*** Opening of Materials provided ***

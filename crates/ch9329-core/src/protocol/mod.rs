//! Protocol module containing the frame codec, wire constants, and the
//! receive-side frame accumulator.

pub mod accumulator;
pub mod codec;
pub mod messages;

pub use accumulator::FrameAccumulator;
pub use codec::{
    build, checksum, compute_frame_length, parse, Frame, FrameCodec, FrameError, ParsedFrame,
};
pub use messages::*;
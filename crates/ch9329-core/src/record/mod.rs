//! Structured field codec: declarative layouts and the records decoded from
//! them, plus the chip's own parameter layout.

pub mod chip;
pub mod codec;
pub mod layout;

pub use chip::{chip_parameter_layout, ChipParameters, CHIP_PARAMETERS_SIZE};
pub use codec::{decode, encode, Record, RecordError, Value};
pub use layout::{layout_size, ByteOrder, Field, FieldKind, Layout};
//! Command-line surface: argument definitions and the subcommand handlers.
//!
//! Handlers return the text to print instead of printing it, so the
//! integration tests and `main` share one code path.

use std::path::PathBuf;

use anyhow::{bail, Context, Result};
use ch9329_core::command::reply_status;
use ch9329_core::record::chip::CHIP_PARAMETERS_SIZE;
use ch9329_core::{ChipParameters, CommandCode, FrameCodec, ParsedFrame};
use clap::{Parser, Subcommand};
use serde::Serialize;
use tracing::debug;

use crate::config::ToolConfig;
use crate::hex::{format_hex, parse_hex};

#[derive(Parser, Debug)]
#[command(name = "ch9329-tool", version)]
#[command(
    about = "Offline inspector for CH9329 serial frames and parameter records.",
    long_about = None,
    after_help = "Examples:\n  ch9329-tool build reset\n  ch9329-tool build get-usb-string 01\n  ch9329-tool parse 57 AB 00 89 01 00 8C --json\n  ch9329-tool params 57AB0088328080...24"
)]
pub struct Cli {
    /// TOML config file
    #[arg(long, value_name = "PATH", global = true, env = "CH9329_CONFIG")]
    pub config: Option<PathBuf>,

    #[command(subcommand)]
    pub command: Command,
}

#[derive(Subcommand, Debug)]
pub enum Command {
    /// Build a request frame and print it as hex
    Build {
        /// Command name (e.g. `reset`, `get-info`) or code (e.g. `0x0F`)
        command: String,

        /// Payload bytes as hex
        payload: Vec<String>,
    },

    /// Parse one frame from hex and describe it
    Parse {
        /// Frame bytes as hex
        #[arg(required = true)]
        hex: Vec<String>,

        /// Reject a wrong checksum even if the config tolerates it
        #[arg(long)]
        strict: bool,

        /// Print JSON instead of text
        #[arg(long)]
        json: bool,
    },

    /// Decode a parameter reply frame, or a bare 50-byte record, as JSON
    Params {
        /// Frame or record bytes as hex
        #[arg(required = true)]
        hex: Vec<String>,
    },

    /// Print the effective configuration as TOML
    Config,
}

/// Accepted command names for `build`, in opcode order.
pub const COMMAND_NAMES: &[(&str, CommandCode)] = &[
    ("get-info", CommandCode::GetInfo),
    ("keyboard", CommandCode::SendKeyboardGeneralData),
    ("mouse-absolute", CommandCode::SendMouseAbsoluteData),
    ("mouse-relative", CommandCode::SendMouseRelativeData),
    ("get-params", CommandCode::GetParameterConfig),
    ("set-params", CommandCode::SetParameterConfig),
    ("get-usb-string", CommandCode::GetUsbString),
    ("set-usb-string", CommandCode::SetUsbString),
    ("factory-reset", CommandCode::RestoreFactoryConfig),
    ("reset", CommandCode::Reset),
];

const REPLY_BIT: u8 = 0x80;
const ERROR_BIT: u8 = 0x40;

/// Runs one subcommand and returns what it prints.
///
/// # Errors
///
/// Any hex, frame, record or config error, with context naming the input.
pub fn run(command: &Command, config: &ToolConfig) -> Result<String> {
    match command {
        Command::Build { command, payload } => cmd_build(command, &payload.join(" "), config),
        Command::Parse { hex, strict, json } => cmd_parse(&hex.join(" "), *strict, *json, config),
        Command::Params { hex } => cmd_params(&hex.join(" "), config),
        Command::Config => Ok(config.to_toml()?),
    }
}

/// Resolves a command name or numeric code to an opcode.
pub fn resolve_command(name: &str) -> Result<u8> {
    if let Some((_, code)) = COMMAND_NAMES.iter().find(|(n, _)| n.eq_ignore_ascii_case(name)) {
        return Ok(*code as u8);
    }
    let parsed = match name.strip_prefix("0x").or_else(|| name.strip_prefix("0X")) {
        Some(hex) => u8::from_str_radix(hex, 16),
        None => name.parse::<u8>(),
    };
    match parsed {
        Ok(code) => Ok(code),
        Err(_) => {
            let known: Vec<&str> = COMMAND_NAMES.iter().map(|(n, _)| *n).collect();
            bail!(
                "unknown command {name:?}; expected a code such as 0x0F or one of: {}",
                known.join(", ")
            )
        }
    }
}

/// Names the opcode, marking reply and error-reply codes.
pub fn describe_command(code: u8) -> Option<String> {
    let base = CommandCode::try_from(code & !(REPLY_BIT | ERROR_BIT)).ok()?;
    let described = match (code & REPLY_BIT != 0, code & ERROR_BIT != 0) {
        (false, false) => format!("{base:?}"),
        (true, false) => format!("reply to {base:?}"),
        (true, true) => format!("error reply to {base:?}"),
        (false, true) => return None,
    };
    Some(described)
}

fn cmd_build(command: &str, payload: &str, config: &ToolConfig) -> Result<String> {
    let code = resolve_command(command)?;
    let payload = parse_hex(payload).context("invalid payload hex")?;
    let frame = FrameCodec::new(config.codec)
        .request(code, payload)
        .context("cannot build frame")?;
    debug!(code, len = frame.wire_len(), "built frame");
    Ok(format_hex(&frame.to_bytes()))
}

#[derive(Debug, Serialize)]
struct FrameReport {
    head: String,
    address: u8,
    command: u8,
    #[serde(skip_serializing_if = "Option::is_none")]
    command_name: Option<String>,
    length: u8,
    payload: String,
    checksum: u8,
    checksum_ok: bool,
    #[serde(skip_serializing_if = "Option::is_none")]
    status: Option<String>,
    frame_len: usize,
    trailing: usize,
}

impl FrameReport {
    fn new(parsed: &ParsedFrame, input_len: usize) -> Self {
        let frame = &parsed.frame;
        let is_status_reply = frame.command() & REPLY_BIT != 0 && frame.payload().len() == 1;
        let status = is_status_reply
            .then(|| reply_status(frame.payload()).ok())
            .flatten()
            .map(|s| format!("{s:?}"));
        Self {
            head: format_hex(&frame.head()),
            address: frame.address(),
            command: frame.command(),
            command_name: describe_command(frame.command()),
            length: frame.payload_len(),
            payload: format_hex(frame.payload()),
            checksum: parsed.received_checksum,
            checksum_ok: parsed.checksum_ok(),
            status,
            frame_len: parsed.frame_len,
            trailing: input_len - parsed.frame_len,
        }
    }

    fn to_text(&self) -> String {
        let command = match &self.command_name {
            Some(name) => format!("0x{:02X} ({name})", self.command),
            None => format!("0x{:02X}", self.command),
        };
        let verdict = if self.checksum_ok { "ok" } else { "MISMATCH" };

        let mut lines = vec![
            format!("head:      {}", self.head),
            format!("address:   0x{:02X}", self.address),
            format!("command:   {command}"),
            format!("length:    {}", self.length),
            format!("payload:   {}", self.payload),
            format!("checksum:  0x{:02X} ({verdict})", self.checksum),
        ];
        if let Some(status) = &self.status {
            lines.push(format!("status:    {status}"));
        }
        lines.push(format!("frame_len: {}", self.frame_len));
        if self.trailing > 0 {
            lines.push(format!("trailing:  {} bytes ignored", self.trailing));
        }
        lines.join("\n")
    }
}

fn cmd_parse(hex: &str, strict: bool, json: bool, config: &ToolConfig) -> Result<String> {
    let bytes = parse_hex(hex).context("invalid frame hex")?;
    let mut codec_config = config.codec;
    if strict {
        codec_config = codec_config.strict();
    }
    let parsed = FrameCodec::new(codec_config)
        .parse(&bytes)
        .context("cannot parse frame")?;

    let report = FrameReport::new(&parsed, bytes.len());
    if json {
        Ok(serde_json::to_string_pretty(&report)?)
    } else {
        Ok(report.to_text())
    }
}

fn cmd_params(hex: &str, config: &ToolConfig) -> Result<String> {
    let bytes = parse_hex(hex).context("invalid record hex")?;
    let payload = if bytes.len() == CHIP_PARAMETERS_SIZE {
        bytes
    } else {
        FrameCodec::new(config.codec)
            .parse(&bytes)
            .context("input is neither a 50-byte record nor a parseable frame")?
            .frame
            .into_payload()
    };
    let params =
        ChipParameters::from_payload(&payload).context("cannot decode parameter record")?;

    Ok(serde_json::to_string_pretty(params.record())?)
}
//! Declarative fixed-size record layouts.
//!
//! A [`Layout`] is an ordered list of named fields. Each field has a
//! [`FieldKind`] that fixes its width and, for integers, its signedness and
//! byte order. Offsets are implicit: a field starts where the previous one
//! ends.
//!
//! Byte order is chosen per field, so a single layout can mix big-endian and
//! little-endian integers. The CH9329 parameter record relies on this: its
//! USB vendor/product IDs are little-endian while everything else is
//! big-endian.

use std::collections::HashSet;
use std::fmt;

use serde::{Deserialize, Serialize};

use crate::record::codec::RecordError;

// ── Field kinds ───────────────────────────────────────────────────────────────

/// Byte order of a multi-byte integer field.
#[derive(Debug, Clone, Copy, PartialEq, Eq, Hash, Serialize, Deserialize)]
#[serde(rename_all = "snake_case")]
pub enum ByteOrder {
    Big,
    Little,
    /// Whatever the host uses.
    Native,
}

impl ByteOrder {
    pub(crate) fn read_u16(self, b: [u8; 2]) -> u16 {
        match self {
            ByteOrder::Big => u16::from_be_bytes(b),
            ByteOrder::Little => u16::from_le_bytes(b),
            ByteOrder::Native => u16::from_ne_bytes(b),
        }
    }

    pub(crate) fn write_u16(self, v: u16) -> [u8; 2] {
        match self {
            ByteOrder::Big => v.to_be_bytes(),
            ByteOrder::Little => v.to_le_bytes(),
            ByteOrder::Native => v.to_ne_bytes(),
        }
    }

    pub(crate) fn read_u32(self, b: [u8; 4]) -> u32 {
        match self {
            ByteOrder::Big => u32::from_be_bytes(b),
            ByteOrder::Little => u32::from_le_bytes(b),
            ByteOrder::Native => u32::from_ne_bytes(b),
        }
    }

    pub(crate) fn write_u32(self, v: u32) -> [u8; 4] {
        match self {
            ByteOrder::Big => v.to_be_bytes(),
            ByteOrder::Little => v.to_le_bytes(),
            ByteOrder::Native => v.to_ne_bytes(),
        }
    }
}

impl fmt::Display for ByteOrder {
    fn fmt(&self, f: &mut fmt::Formatter<'_>) -> fmt::Result {
        f.write_str(match self {
            ByteOrder::Big => "be",
            ByteOrder::Little => "le",
            ByteOrder::Native => "ne",
        })
    }
}

/// Type and width of one field.
#[derive(Debug, Clone, Copy, PartialEq, Eq, Hash, Serialize, Deserialize)]
#[serde(rename_all = "snake_case")]
pub enum FieldKind {
    U8,
    I8,
    U16(ByteOrder),
    I16(ByteOrder),
    U32(ByteOrder),
    I32(ByteOrder),
    /// Raw block of exactly `n` bytes.
    Bytes(usize),
}

impl FieldKind {
    /// Width of the field in bytes.
    pub const fn size(&self) -> usize {
        match self {
            FieldKind::U8 | FieldKind::I8 => 1,
            FieldKind::U16(_) | FieldKind::I16(_) => 2,
            FieldKind::U32(_) | FieldKind::I32(_) => 4,
            FieldKind::Bytes(n) => *n,
        }
    }

    /// Whether values of this kind are integers rather than byte blocks.
    pub const fn is_integer(&self) -> bool {
        !matches!(self, FieldKind::Bytes(_))
    }
}

impl fmt::Display for FieldKind {
    fn fmt(&self, f: &mut fmt::Formatter<'_>) -> fmt::Result {
        match self {
            FieldKind::U8 => f.write_str("u8"),
            FieldKind::I8 => f.write_str("i8"),
            FieldKind::U16(o) => write!(f, "u16 {o}"),
            FieldKind::I16(o) => write!(f, "i16 {o}"),
            FieldKind::U32(o) => write!(f, "u32 {o}"),
            FieldKind::I32(o) => write!(f, "i32 {o}"),
            FieldKind::Bytes(n) => write!(f, "[u8; {n}]"),
        }
    }
}

// ── Layout ────────────────────────────────────────────────────────────────────

/// One named field of a layout.
#[derive(Debug, Clone, PartialEq, Eq)]
pub struct Field {
    pub name: String,
    pub kind: FieldKind,
}

impl Field {
    pub fn new(name: impl Into<String>, kind: FieldKind) -> Self {
        Self {
            name: name.into(),
            kind,
        }
    }
}

/// Ordered, uniquely named fields with a precomputed total size.
#[derive(Debug, Clone, PartialEq, Eq)]
pub struct Layout {
    fields: Vec<Field>,
    size: usize,
}

impl Layout {
    /// Builds a layout from fields in wire order.
    ///
    /// # Errors
    ///
    /// Returns [`RecordError::DuplicateField`] if two fields share a name.
    pub fn new(fields: impl IntoIterator<Item = Field>) -> Result<Self, RecordError> {
        let fields: Vec<Field> = fields.into_iter().collect();
        let mut seen = HashSet::with_capacity(fields.len());
        for field in &fields {
            if !seen.insert(field.name.as_str()) {
                return Err(RecordError::DuplicateField(field.name.clone()));
            }
        }
        Ok(Self::from_unique(fields))
    }

    /// Builds a layout from fields already known to have unique names.
    pub(crate) fn from_unique(fields: Vec<Field>) -> Self {
        let size = fields.iter().map(|f| f.kind.size()).sum();
        Self { fields, size }
    }

    /// Total encoded size in bytes.
    pub fn size(&self) -> usize {
        self.size
    }

    pub fn fields(&self) -> &[Field] {
        &self.fields
    }

    pub fn len(&self) -> usize {
        self.fields.len()
    }

    pub fn is_empty(&self) -> bool {
        self.fields.is_empty()
    }

    pub fn field(&self, name: &str) -> Option<&Field> {
        self.fields.iter().find(|f| f.name == name)
    }

    /// Byte offset of the named field.
    pub fn offset_of(&self, name: &str) -> Option<usize> {
        self.with_offsets()
            .find(|(_, f)| f.name == name)
            .map(|(offset, _)| offset)
    }

    /// Iterates fields in order together with their byte offsets.
    pub fn with_offsets(&self) -> impl Iterator<Item = (usize, &Field)> {
        self.fields.iter().scan(0usize, |offset, field| {
            let start = *offset;
            *offset += field.kind.size();
            Some((start, field))
        })
    }
}

/// Total size of `layout` in bytes. Computed once when the layout is built.
pub fn layout_size(layout: &Layout) -> usize {
    layout.size()
}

*** Close of Materials provided ***

Required work |
Among the lines above, list those that contain the word "Result".

Response below |
use anyhow::{bail, Context, Result};
pub fn run(command: &Command, config: &ToolConfig) -> Result<String> {
pub fn resolve_command(name: &str) -> Result<u8> {
fn cmd_build(command: &str, payload: &str, config: &ToolConfig) -> Result<String> {
fn cmd_parse(hex: &str, strict: bool, json: bool, config: &ToolConfig) -> Result<String> {
fn cmd_params(hex: &str, config: &ToolConfig) -> Result<String> {
    fn fmt(&self, f: &mut fmt::Formatter<'_>) -> fmt::Result {
    fn fmt(&self, f: &mut fmt::Formatter<'_>) -> fmt::Result {
    pub fn new(fields: impl IntoIterator<Item = Field>) -> Result<Self, RecordError> {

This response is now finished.